EXERCISE REQUIREMENTS – Below is a block of records. Copy every line in it that contains the word "MemoryHashStore".

Stored items
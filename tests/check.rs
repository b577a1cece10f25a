use std::path::{Path, PathBuf};
use std::sync::Arc;

use fastpipe::check::hash::compute_file_hash;
use fastpipe::check::{
    compute_hash_for_paths, FileHashStore, HashStore, MemoryHashStore, StaleReason, Staleness,
    UpToDateChecker,
};
use fastpipe::errors::PipelineError;
use fastpipe::fs::mock::MockFileSystem;
use fastpipe::fs::FileSystem;
use fastpipe::tasks::{CommandSpec, Task};
use fastpipe::types::{CheckMode, HashStorageMode};

fn sim_task() -> Task {
    Task::new("openfast:a:ws8.0:main")
        .file_dep("runs/a/main.fst")
        .file_dep("runs/a/inflow.dat")
        .target("runs/a/main.out")
        .command(CommandSpec::new("openfast").arg("runs/a/main.fst"))
}

fn checker(fs: &MockFileSystem, mode: CheckMode) -> UpToDateChecker {
    UpToDateChecker::new(Arc::new(fs.clone()), mode, Box::new(MemoryHashStore::new()))
}

#[test]
fn mock_fs_hashing_matches_blake3() {
    let fs = MockFileSystem::new();
    fs.add_file("test.txt", b"hello world".to_vec());

    let hash = compute_file_hash(&fs, Path::new("test.txt")).unwrap();
    assert_eq!(hash, "d74981efa70a0c880b8d8c1985d075dbcbf679b99a5f9914e5aaf96b831a9e24");
}

#[test]
fn aggregate_hash_ignores_order_but_not_names() {
    let fs = MockFileSystem::new();
    fs.add_file("a", "1");
    fs.add_file("b", "2");
    fs.add_file("c", "1");

    let ab = compute_hash_for_paths(&fs, ["a", "b"]).unwrap();
    let ba = compute_hash_for_paths(&fs, ["b", "a", "a"]).unwrap();
    let cb = compute_hash_for_paths(&fs, ["c", "b"]).unwrap();
    assert_eq!(ab, ba);
    assert_ne!(ab, cb);
}

#[test]
fn missing_target_is_stale_and_missing_dependency_is_an_error() {
    let fs = MockFileSystem::new();
    fs.add_file("runs/a/main.fst", "run");
    fs.add_file("runs/a/inflow.dat", "wind");
    let checker = checker(&fs, CheckMode::Mtime);

    assert_eq!(
        checker.check(&sim_task()).unwrap(),
        Staleness::Stale(StaleReason::MissingTarget(PathBuf::from("runs/a/main.out")))
    );

    fs.remove_file(Path::new("runs/a/inflow.dat")).unwrap();
    match checker.check(&sim_task()) {
        Err(PipelineError::MissingDependency { task, path }) => {
            assert_eq!(task, "openfast:a:ws8.0:main");
            assert_eq!(path, PathBuf::from("runs/a/inflow.dat"));
        }
        other => panic!("expected MissingDependency, got {other:?}"),
    }
}

#[test]
fn mtime_mode_compares_against_the_oldest_target() {
    let fs = MockFileSystem::new();
    fs.add_file("runs/a/main.fst", "run");
    fs.add_file("runs/a/inflow.dat", "wind");
    fs.add_file("runs/a/main.out", "result");
    let checker = checker(&fs, CheckMode::Mtime);

    assert_eq!(checker.check(&sim_task()).unwrap(), Staleness::UpToDate);

    fs.touch("runs/a/inflow.dat");
    assert_eq!(
        checker.check(&sim_task()).unwrap(),
        Staleness::Stale(StaleReason::NewerDependency(PathBuf::from("runs/a/inflow.dat")))
    );
}

#[test]
fn hash_mode_needs_a_recorded_success() {
    let fs = MockFileSystem::new();
    fs.add_file("runs/a/main.fst", "run");
    fs.add_file("runs/a/inflow.dat", "wind");
    fs.add_file("runs/a/main.out", "result");
    let checker = checker(&fs, CheckMode::Hash);
    let task = sim_task();

    assert_eq!(
        checker.check(&task).unwrap(),
        Staleness::Stale(StaleReason::NeverRecorded)
    );

    checker.record_success(&task).unwrap();
    assert_eq!(checker.check(&task).unwrap(), Staleness::UpToDate);

    fs.touch("runs/a/inflow.dat");
    assert_eq!(checker.check(&task).unwrap(), Staleness::UpToDate);

    fs.add_file("runs/a/inflow.dat", "gusty wind");
    assert_eq!(
        checker.check(&task).unwrap(),
        Staleness::Stale(StaleReason::HashChanged)
    );

    checker.record_success(&task).unwrap();
    checker.forget(&task.name).unwrap();
    assert_eq!(
        checker.check(&task).unwrap(),
        Staleness::Stale(StaleReason::NeverRecorded)
    );
}

#[test]
fn tasks_without_targets_always_run_and_groups_never_do() {
    let fs = MockFileSystem::new();
    let checker = checker(&fs, CheckMode::Mtime);

    let no_targets = Task::new("echo:x").command(CommandSpec::new("echo"));
    assert_eq!(
        checker.check(&no_targets).unwrap(),
        Staleness::Stale(StaleReason::NoTargets)
    );

    let group = Task::group("echo", vec!["echo:x".to_string()]);
    assert!(checker.check(&group).unwrap().is_up_to_date());
}

#[test]
fn file_store_persists_through_the_filesystem() {
    let fs = MockFileSystem::new();
    let shared: Arc<dyn FileSystem> = Arc::new(fs.clone());

    let mut store = FileHashStore::new(Arc::clone(&shared), Path::new("."));
    store.save("b:task", "bbb").unwrap();
    store.save("a:task", "aaa").unwrap();

    assert_eq!(
        fs.read_to_string(Path::new(".fastpipe/hashes")).unwrap(),
        "a:task aaa\nb:task bbb\n"
    );

    let reopened = FileHashStore::new(shared, Path::new("."));
    assert_eq!(reopened.load("a:task").unwrap().as_deref(), Some("aaa"));
    assert_eq!(reopened.load("c:task").unwrap(), None);

    store.prune(&["b:task"]).unwrap();
    assert_eq!(store.load("a:task").unwrap(), None);
    assert_eq!(store.load("b:task").unwrap().as_deref(), Some("bbb"));

    store.remove("b:task").unwrap();
    assert_eq!(fs.read_to_string(Path::new(".fastpipe/hashes")).unwrap(), "");
}

#[test]
fn file_store_keeps_task_names_with_spaces() {
    let fs = MockFileSystem::new();
    let shared: Arc<dyn FileSystem> = Arc::new(fs.clone());

    let mut store = FileHashStore::new(Arc::clone(&shared), Path::new("."));
    store.save("prepare_fast_input:steady_wind calm", "abc123").unwrap();
    store.save("openfast:steady_wind calm:ws8.0:main", "def456").unwrap();

    let reopened = FileHashStore::new(shared, Path::new("."));
    assert_eq!(
        reopened.load("prepare_fast_input:steady_wind calm").unwrap().as_deref(),
        Some("abc123")
    );
    assert_eq!(
        reopened.load("openfast:steady_wind calm:ws8.0:main").unwrap().as_deref(),
        Some("def456")
    );
    assert_eq!(reopened.load("prepare_fast_input:steady_wind").unwrap(), None);
}

#[test]
fn storage_mode_selects_the_store() {
    let fs = MockFileSystem::new();
    fs.add_file("in.dat", "x");
    fs.add_file("out.dat", "y");
    let task = Task::new("t:1")
        .file_dep("in.dat")
        .target("out.dat")
        .command(CommandSpec::new("true"));

    let memory = UpToDateChecker::with_storage(
        Arc::new(fs.clone()),
        CheckMode::Hash,
        HashStorageMode::Memory,
        Path::new("."),
    );
    memory.record_success(&task).unwrap();
    assert!(!fs.exists(Path::new(".fastpipe/hashes")));

    let file = UpToDateChecker::with_storage(
        Arc::new(fs.clone()),
        CheckMode::Hash,
        HashStorageMode::File,
        Path::new("."),
    );
    file.record_success(&task).unwrap();
    assert!(fs.exists(Path::new(".fastpipe/hashes")));
    assert_eq!(file.mode(), CheckMode::Hash);
}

SOLUTION –
    compute_hash_for_paths, FileHashStore, HashStore, MemoryHashStore, StaleReason, Staleness,
    UpToDateChecker::new(Arc::new(fs.clone()), mode, Box::new(MemoryHashStore::new()))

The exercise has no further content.